Illustration by Belinda Mendoza

I don’t, won’t, and never will vote!

For what?

Why waste my time standing in a line of what I consider a social gathering spot for senior citizens. My vote doesn’t count!

Yeah, I’ve heard it all. I see the same commercials and propaganda you see and read. I hear the same celebrity endorsements from those I can almost guarantee are not voting against their tax bracket. Think about it. If you gave a celebrity endorsement and donate hundreds of thousands of dollars to a campain for a tax credit are you going to then vote against your tax bracket?

The advantage of having a Democratic president is they “usually” grant better tax breaks to the lower- and middle-class working families and increase the taxes of the upper class. Now, if I’m in that upper class, which most of these celebrity endorsers are, is it really in their best interests to vote Democratically?

Now for those of you thinking I have lost touch with reality, I take you back just to the 2000 presidential election pitting U.S. Vice President Al Gore, a Democrat, against Texas Gov. George W. Bush, a Republican. As the election results were counted, it became clear that the vote would be very close, and that the votes in the state of Florida would decide the election.

Bush was initially declared the winner by just a few hundred votes—a tiny margin in a state with millions of voters. However, reports of widespread problems with ballots (for instance, conflicting ballots that were designed so that people who thought they were voting for Gore ended up casting votes for another candidate) soon called the results into question.
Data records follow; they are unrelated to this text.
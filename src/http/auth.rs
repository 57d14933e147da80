//! Login (JWT), token profile and email confirmation.

use actix_web::{get, http::header, post, web, HttpResponse};
use serde::Deserialize;
use sqlx::PgPool;

use crate::config::Settings;
use crate::db::models::{TipoUsuario, Usuario};
use crate::db::{jogador_repo, loja_repo, usuario_repo};
use crate::error::{ApiError, ApiResult};
use crate::mail;
use crate::security::{password, TokenData, TokenKeys};

//////////////////////////////////////////////////
// Data structs
//////////////////////////////////////////////////

/// OAuth2 password-grant form.
#[derive(Deserialize)]
pub struct LoginForm {
    pub username: String,
    pub password: String,
}

#[derive(Deserialize)]
pub struct ConfirmQuery {
    pub token: String,
}

//////////////////////////////////////////////////
// ─────────────  Identity extractors  ─────────────
//////////////////////////////////////////////////

pub mod extractor {
    use actix_web::{dev::Payload, web, FromRequest, HttpRequest};
    use anyhow::anyhow;
    use futures_util::future::{ready, Ready};

    use crate::db::models::TipoUsuario;
    use crate::error::ApiError;
    use crate::security::{TokenData, TokenKeys};

    /// Any authenticated account.
    #[derive(Debug, Clone)]
    pub struct Authenticated(pub TokenData);

    /// Authenticated store; other roles get 403.
    #[derive(Debug, Clone)]
    pub struct LojaAtual(pub TokenData);

    /// Authenticated player; other roles get 403.
    #[derive(Debug, Clone)]
    pub struct JogadorAtual(pub TokenData);

    impl LojaAtual {
        /// `lojas.id` of the caller.
        pub fn id(&self) -> i32 {
            self.0.id
        }
    }

    impl JogadorAtual {
        /// `jogadores.id` of the caller.
        pub fn id(&self) -> i32 {
            self.0.id
        }
    }

    fn resolve(req: &HttpRequest) -> Result<TokenData, ApiError> {
        let keys = req
            .app_data::<web::Data<TokenKeys>>()
            .ok_or_else(|| ApiError::Internal(anyhow!("TokenKeys missing from app data")))?;

        // Expect:  Authorization: Bearer <JWT>
        let hdr = req
            .headers()
            .get("Authorization")
            .and_then(|v| v.to_str().ok())
            .ok_or_else(|| ApiError::unauthorized("Token de acesso ausente"))?;

        let token = hdr
            .strip_prefix("Bearer ")
            .or_else(|| hdr.strip_prefix("bearer "))
            .ok_or_else(|| ApiError::unauthorized("Cabeçalho Authorization malformado"))?;

        keys.decode_access_token(token.trim())
            .map_err(|_| ApiError::unauthorized("Token inválido ou expirado"))
    }

    fn with_role(req: &HttpRequest, tipo: TipoUsuario) -> Result<TokenData, ApiError> {
        let data = resolve(req)?;
        if data.tipo != tipo {
            return Err(ApiError::Forbidden);
        }
        Ok(data)
    }

    impl FromRequest for Authenticated {
        type Error = ApiError;
        type Future = Ready<Result<Self, Self::Error>>;

        fn from_request(req: &HttpRequest, _pl: &mut Payload) -> Self::Future {
            ready(resolve(req).map(Authenticated))
        }
    }

    impl FromRequest for LojaAtual {
        type Error = ApiError;
        type Future = Ready<Result<Self, Self::Error>>;

        fn from_request(req: &HttpRequest, _pl: &mut Payload) -> Self::Future {
            ready(with_role(req, TipoUsuario::Loja).map(LojaAtual))
        }
    }

    impl FromRequest for JogadorAtual {
        type Error = ApiError;
        type Future = Ready<Result<Self, Self::Error>>;

        fn from_request(req: &HttpRequest, _pl: &mut Payload) -> Self::Future {
            ready(with_role(req, TipoUsuario::Jogador).map(JogadorAtual))
        }
    }
}
pub use extractor::{Authenticated, JogadorAtual, LojaAtual};

/// Resolves the store / player profile owned by an account.
async fn token_data_for(db: &PgPool, usuario: &Usuario) -> ApiResult<TokenData> {
    let id = match usuario.tipo {
        TipoUsuario::Loja => loja_repo::get_by_usuario(db, usuario.id).await?.map(|l| l.id),
        TipoUsuario::Jogador => jogador_repo::get_by_usuario(db, usuario.id).await?.map(|j| j.id),
    }
    .ok_or_else(|| ApiError::unauthorized("Perfil do usuário não encontrado"))?;

    Ok(TokenData {
        id,
        usuario_id: usuario.id,
        email: usuario.email.clone(),
        tipo: usuario.tipo,
    })
}

//////////////////////////////////////////////////
// POST /api/login/token
//////////////////////////////////////////////////
#[post("/login/token")]
pub async fn login(
    form: web::Form<LoginForm>,
    db: web::Data<PgPool>,
    keys: web::Data<TokenKeys>,
) -> ApiResult<HttpResponse> {
    let email = form.username.trim().to_lowercase();
    let usuario = usuario_repo::find_by_email(&db, &email)
        .await?
        .filter(|u| password::verify(&form.password, &u.senha_hash))
        .ok_or_else(|| ApiError::unauthorized("Email ou senha incorretos"))?;

    if !usuario.is_active {
        return Err(ApiError::unauthorized("Email ainda não confirmado"));
    }

    let data = token_data_for(&db, &usuario).await?;
    let token = keys.issue_access_token(&data)?;
    log::info!("login {} ({:?} {})", data.email, data.tipo, data.id);
    Ok(HttpResponse::Ok().json(token))
}

//////////////////////////////////////////////////
// GET /api/login/profile
//////////////////////////////////////////////////
#[get("/login/profile")]
pub async fn profile(auth: Authenticated) -> HttpResponse {
    HttpResponse::Ok().json(auth.0)
}

//////////////////////////////////////////////////
// GET /api/login/confirmar-email
//////////////////////////////////////////////////
#[get("/login/confirmar-email")]
pub async fn confirm_email(
    query: web::Query<ConfirmQuery>,
    db: web::Data<PgPool>,
    keys: web::Data<TokenKeys>,
    settings: web::Data<Settings>,
) -> ApiResult<HttpResponse> {
    let email = mail::decode_confirmation_token(&keys, &query.token)
        .map_err(|_| ApiError::bad_request("Token inválido ou expirado"))?;

    if !usuario_repo::activate(&db, &email).await? {
        return Err(ApiError::not_found("Usuário não encontrado"));
    }
    log::info!("email confirmed for {email}");

    Ok(HttpResponse::Found()
        .insert_header((header::LOCATION, settings.frontend_location()))
        .finish())
}

//////////////////////////////////////////////////
// Mount
//////////////////////////////////////////////////
pub fn init_routes(cfg: &mut web::ServiceConfig) {
    cfg.service(login).service(profile).service(confirm_email);
}
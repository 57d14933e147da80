//! Player registration, lookup, profile updates and photo upload.

use std::path::Path;

use actix_multipart::Multipart;
use actix_web::{get, post, put, web, HttpRequest, HttpResponse};
use serde::Deserialize;
use sqlx::PgPool;

use crate::config::Settings;
use crate::db::jogador_repo::{self, JogadorChanges, NovoJogador};
use crate::db::models::{JogadorPublico, TipoUsuario};
use crate::db::{tipo_jogador_repo, usuario_repo};
use crate::error::{ApiError, ApiResult};
use crate::http::accounts;
use crate::http::auth::JogadorAtual;
use crate::http::Page;
use crate::security::TokenKeys;
use crate::uploads::{self, Slot};

#[derive(Deserialize)]
pub struct JogadorCriar {
    pub email: String,
    pub senha: String,
    pub nome: String,
    pub telefone: Option<String>,
    pub tipo_jogador_id: Option<i32>,
}

#[derive(Deserialize)]
pub struct JogadorAtualizar {
    pub email: Option<String>,
    pub senha: Option<String>,
    pub nome: Option<String>,
    pub telefone: Option<String>,
    pub tipo_jogador_id: Option<i32>,
}

async fn fetch(db: &PgPool, id: i32) -> ApiResult<JogadorPublico> {
    jogador_repo::get(db, id)
        .await?
        .ok_or_else(|| ApiError::not_found("Jogador não encontrado"))
}

async fn check_tipo(db: &PgPool, tipo_jogador_id: Option<i32>) -> ApiResult<()> {
    if let Some(id) = tipo_jogador_id {
        if tipo_jogador_repo::get(db, id).await?.is_none() {
            return Err(ApiError::not_found("Tipo de jogador não encontrado"));
        }
    }
    Ok(())
}

/// POST /api/jogadores
#[post("/jogadores")]
pub async fn create(
    req: HttpRequest,
    body: web::Json<JogadorCriar>,
    db: web::Data<PgPool>,
    keys: web::Data<TokenKeys>,
    settings: web::Data<Settings>,
) -> ApiResult<HttpResponse> {
    if body.nome.trim().is_empty() {
        return Err(ApiError::bad_request("Nome do jogador é obrigatório"));
    }
    check_tipo(&db, body.tipo_jogador_id).await?;

    let mut tx = db.begin().await?;
    let (usuario_id, email) =
        accounts::register_usuario(&mut tx, &body.email, &body.senha, TipoUsuario::Jogador).await?;
    let jogador_id = jogador_repo::insert(
        &mut *tx,
        usuario_id,
        &NovoJogador {
            nome: body.nome.trim(),
            telefone: body.telefone.as_deref(),
            tipo_jogador_id: body.tipo_jogador_id,
        },
    )
    .await?;
    let jogador = jogador_repo::get(&mut *tx, jogador_id)
        .await?
        .ok_or_else(|| ApiError::not_found("Jogador não encontrado"))?;
    let confirmation = accounts::confirmation_for(&req, &settings, &keys, &email)?;
    tx.commit().await?;

    log::info!("registered jogador {jogador_id} for {email}");
    accounts::dispatch_confirmation(&settings, &confirmation).await;
    Ok(HttpResponse::Ok().json(jogador))
}

/// GET /api/jogadores?skip=&limit=
#[get("/jogadores")]
pub async fn list(page: web::Query<Page>, db: web::Data<PgPool>) -> ApiResult<HttpResponse> {
    let (skip, limit) = page.bounds();
    let jogadores = jogador_repo::list(&db, skip, limit).await?;
    Ok(HttpResponse::Ok().json(jogadores))
}

/// GET /api/jogadores/usuario/{usuario_id}
#[get("/jogadores/usuario/{usuario_id}")]
pub async fn by_usuario(path: web::Path<i32>, db: web::Data<PgPool>) -> ApiResult<HttpResponse> {
    let jogador = jogador_repo::get_by_usuario(&db, path.into_inner())
        .await?
        .ok_or_else(|| ApiError::not_found("Jogador não encontrado"))?;
    Ok(HttpResponse::Ok().json(jogador))
}

/// GET /api/jogadores/{jogador_id}
#[get("/jogadores/{jogador_id}")]
pub async fn get(path: web::Path<i32>, db: web::Data<PgPool>) -> ApiResult<HttpResponse> {
    let jogador = fetch(db.get_ref(), path.into_inner()).await?;
    Ok(HttpResponse::Ok().json(jogador))
}

/// PUT /api/jogadores
#[put("/jogadores")]
pub async fn update(
    auth: JogadorAtual,
    body: web::Json<JogadorAtualizar>,
    db: web::Data<PgPool>,
) -> ApiResult<HttpResponse> {
    let current = fetch(db.get_ref(), auth.id()).await?;
    check_tipo(&db, body.tipo_jogador_id).await?;

    let mut tx = db.begin().await?;
    accounts::update_account(
        &mut tx,
        current.usuario_id,
        &current.email,
        body.email.as_deref(),
        body.senha.as_deref(),
    )
    .await?;
    jogador_repo::update(
        &mut *tx,
        current.id,
        &JogadorChanges {
            nome: body.nome.as_deref().map(str::trim).filter(|n| !n.is_empty()),
            telefone: body.telefone.as_deref(),
            tipo_jogador_id: body.tipo_jogador_id,
        },
    )
    .await?;
    tx.commit().await?;

    let jogador = fetch(db.get_ref(), current.id).await?;
    Ok(HttpResponse::Ok().json(jogador))
}

/// POST /api/jogadores/upload_foto
#[post("/jogadores/upload_foto")]
pub async fn upload_foto(
    auth: JogadorAtual,
    payload: Multipart,
    db: web::Data<PgPool>,
    settings: web::Data<Settings>,
) -> ApiResult<HttpResponse> {
    let jogador = fetch(db.get_ref(), auth.id()).await?;
    let Some(file) = uploads::read_file_field(payload).await? else {
        return Ok(HttpResponse::Ok().json(jogador));
    };

    let name = uploads::store(
        Path::new(&settings.upload_dir),
        jogador.usuario_id,
        Slot::Foto,
        &file,
    )
    .await?;
    usuario_repo::set_foto(&db, jogador.usuario_id, &name).await?;

    let jogador = fetch(db.get_ref(), jogador.id).await?;
    Ok(HttpResponse::Ok().json(jogador))
}

pub fn init_routes(cfg: &mut web::ServiceConfig) {
    cfg.service(create)
        .service(list)
        .service(update)
        .service(upload_foto)
        .service(by_usuario)
        .service(get);
}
Gore’s supporters sued the state of Florida for a recount. Bush’s supporters sued to prevent it. To make matters more complicated, Florida’s election laws set an unchangeable deadline for announcing the final results, so the recount had to be begun quickly, if it was to be done at all.

When the Florida Supreme Court decided in favor of Gore, and ordered the recount to be completed, Bush appealed to the U.S. Supreme Court.

The U.S. Supreme Court, in a 5–4 decision, stated that the Supreme Court of Florida had violated the U.S. Constitution when it ordered the recount only in certain districts, and that the recount had already been tainted by shifting methods of vote-counting. Both of these, it said, violated the equal-protection guarantees of the Fourteenth Amendment. The court then said that there was no way to hold an acceptable recount by the final election deadline.

As a result, it ordered the recounts abandoned, effectively naming Bush the winner of the national election. By the time of the decision, a month had passed since the nation had cast its ballots.

That’s not to mention that more than 40 politicians across the nation who swicthed parties after being elected as Democrats to support the Democratic Party, but felt pressure to change by the Bush Administration from 2000 to 2007. What does this mean? If you were in the home district of one of those elected officials, it means that the politician you elected to represent your interests joined the opposing party, which likely was working against those interests.

You think your vote counts?

How could it when officials who have sold you a dream of representing what “We the People” want, sell out your agenda to be in the good graces of the same party they ran against?

The U.S. presidency seems to me to be for sale, and I’m not buying it!